Un retard forcé dans notre correspondance avec nos amis, c'est une façon impérieuse de les avoir toujours présents à notre souvenir.
La femme, plus que l'homme, souffre dans un milieu social qui n'est pas le sien.
En principe dédaignons ces « petites chapelles » où l'on encense toujours les mêmes dieux, puisque ces dieux ne sont souvent que de pauvres hommes.
Souvent les morts aimés vous relient avec plus de force à certains vivants.
L'horloge de la vie, tout en marquant les mêmes heures pour l'homme et la femme, semblait jadis être en avance chez celle-ci.
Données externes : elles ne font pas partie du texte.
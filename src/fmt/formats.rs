//! The canonical formatters. All parse strictly and resolve with
//! [`ResolverStyle::Strict`]; every one but [`LOCAL_TIME`] is bound to the
//! default Hijrah chronology.

use super::{FieldAccess, Formatter, FormatterBuilder, ResolverStyle, SignStyle, TemporalKind};
use crate::calendar::Chronology;
use crate::consts::{DATE_SEPARATOR, TIME_DESIGNATOR, TIME_SEPARATOR};
use crate::field::Field;
use crate::Error;
use std::sync::LazyLock;

/// `HH:mm[:ss[.fraction]]`, with as few fraction digits as the value needs.
pub static LOCAL_TIME: LazyLock<Formatter> = LazyLock::new(|| {
    FormatterBuilder::new()
        .append_value_fixed(Field::HourOfDay, 2)
        .append_literal(TIME_SEPARATOR)
        .append_value_fixed(Field::MinuteOfHour, 2)
        .optional_start()
        .append_literal(TIME_SEPARATOR)
        .append_value_fixed(Field::SecondOfMinute, 2)
        .optional_start()
        .append_fraction(0, 9, true)
        .to_formatter()
        .with_resolver_style(ResolverStyle::Strict)
});

/// `yyyy-MM-dd`. Years beyond four digits carry a sign.
pub static DATE: LazyLock<Formatter> = LazyLock::new(|| {
    FormatterBuilder::new()
        .append_value_range(Field::Year, 4, 10, SignStyle::ExceedsPad)
        .append_literal(DATE_SEPARATOR)
        .append_value_fixed(Field::MonthOfYear, 2)
        .append_literal(DATE_SEPARATOR)
        .append_value_fixed(Field::DayOfMonth, 2)
        .to_formatter()
        .with_resolver_style(ResolverStyle::Strict)
        .with_chronology(Chronology::hijrah())
});

/// `DATE` `T` `LOCAL_TIME`; the `T` parses in either case.
pub static DATE_TIME: LazyLock<Formatter> = LazyLock::new(|| {
    FormatterBuilder::new()
        .parse_case_insensitive()
        .append(&DATE)
        .append_literal(TIME_DESIGNATOR)
        .append(&LOCAL_TIME)
        .to_formatter()
        .with_resolver_style(ResolverStyle::Strict)
        .with_chronology(Chronology::hijrah())
});

/// `DATE` followed by the offset, e.g. `1446-02-05+03:00`.
pub static OFFSET_DATE: LazyLock<Formatter> = LazyLock::new(|| {
    FormatterBuilder::new()
        .parse_case_insensitive()
        .append(&DATE)
        .append_offset_id()
        .to_formatter()
        .with_resolver_style(ResolverStyle::Strict)
        .with_chronology(Chronology::hijrah())
});

/// `DATE_TIME` followed by the offset. The offset parses leniently, so
/// `+03` and `+0300` are accepted as well as `+03:00`.
pub static OFFSET_DATE_TIME: LazyLock<Formatter> = LazyLock::new(|| {
    FormatterBuilder::new()
        .parse_case_insensitive()
        .append(&DATE_TIME)
        .parse_lenient()
        .append_offset_id()
        .parse_strict()
        .to_formatter()
        .with_resolver_style(ResolverStyle::Strict)
        .with_chronology(Chronology::hijrah())
});

/// `OFFSET_DATE_TIME` followed by `[region]` for region zones, e.g.
/// `1446-02-05T12:43:18+03:00[Asia/Riyadh]`.
pub static ZONED_DATE_TIME: LazyLock<Formatter> = LazyLock::new(|| {
    FormatterBuilder::new()
        .append(&OFFSET_DATE_TIME)
        .optional_start()
        .append_literal('[')
        .parse_case_sensitive()
        .append_zone_region_id()
        .append_literal(']')
        .to_formatter()
        .with_resolver_style(ResolverStyle::Strict)
        .with_chronology(Chronology::hijrah())
});

/// The canonical formatter for the kind of `value`.
///
/// # Errors
/// Returns `Error::UnsupportedTemporalType` for kinds without one: times,
/// early dates and parse results.
pub fn recommended_formatter(value: &dyn FieldAccess) -> Result<&'static Formatter, Error> {
    match value.kind() {
        TemporalKind::Date => Ok(&*DATE),
        TemporalKind::DateTime => Ok(&*DATE_TIME),
        TemporalKind::OffsetDate => Ok(&*OFFSET_DATE),
        TemporalKind::OffsetDateTime => Ok(&*OFFSET_DATE_TIME),
        TemporalKind::ZonedDateTime => Ok(&*ZONED_DATE_TIME),
        kind @ (TemporalKind::Time | TemporalKind::EarlyDate | TemporalKind::Parsed) => Err(
            Error::UnsupportedTemporalType(format!("no recommended formatter for {kind}")),
        ),
    }
}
Les choses ont changé... La cause ?...
Malheur au vaincu. - Oui, au vaincu de la résistance morale.
La définition d'un héros pourrait être : « Un coeur grand contenu dans une cuirasse ».
Les mots dédaigneux, railleurs, peut-être méchants, que la bouche retient, sont dessinés dans un sourire. - Ah ! ce sourire !...
La terre est toujours belle ; mais en cultiver sans cesse le même coin borne singulièrement les horizons de la pensée.
Ceux qui s'aiment vraiment ont, en se quittant, l'impression que le meilleur de leur causerie est resté dans l'inexprimé.
Dans les recherches de l'âme, la seule lumière qui éclaire pleinement le penseur vient d'en haut.
La femme privée subitement de l'amour total d'une créature, et ne pouvant plus donner son grand coeur qu'à des animaux, fait songer à ces enfants séparés brusquement de leur mère et qui, au milieu de leurs cris, pressent contre leur coeur une poupée, un mouton en carton.
Le mari et la femme sont le réflexe l'un de l'autre.
Le sentiment de ses lacunes morales doit éloigner un être intelligent du despotisme.
Puisque Dieu est bon, puisque la mort est une loi inéluctable, pourquoi les êtres « de bonne volonté » l'enveloppent-ils de tant de crainte.
Quelle troublante chose que l'angoisse, quand elle est emprisonnée par le silence et que mille obstacles s'opposent à sa délivrance.
Dans la vie des familles unies, les faits importants ont toujours de l'actualité.
« Un grand coeur ! » Est-ce parce qu'il ne contient souvent qu'une seule affection que nous le désignons ainsi ?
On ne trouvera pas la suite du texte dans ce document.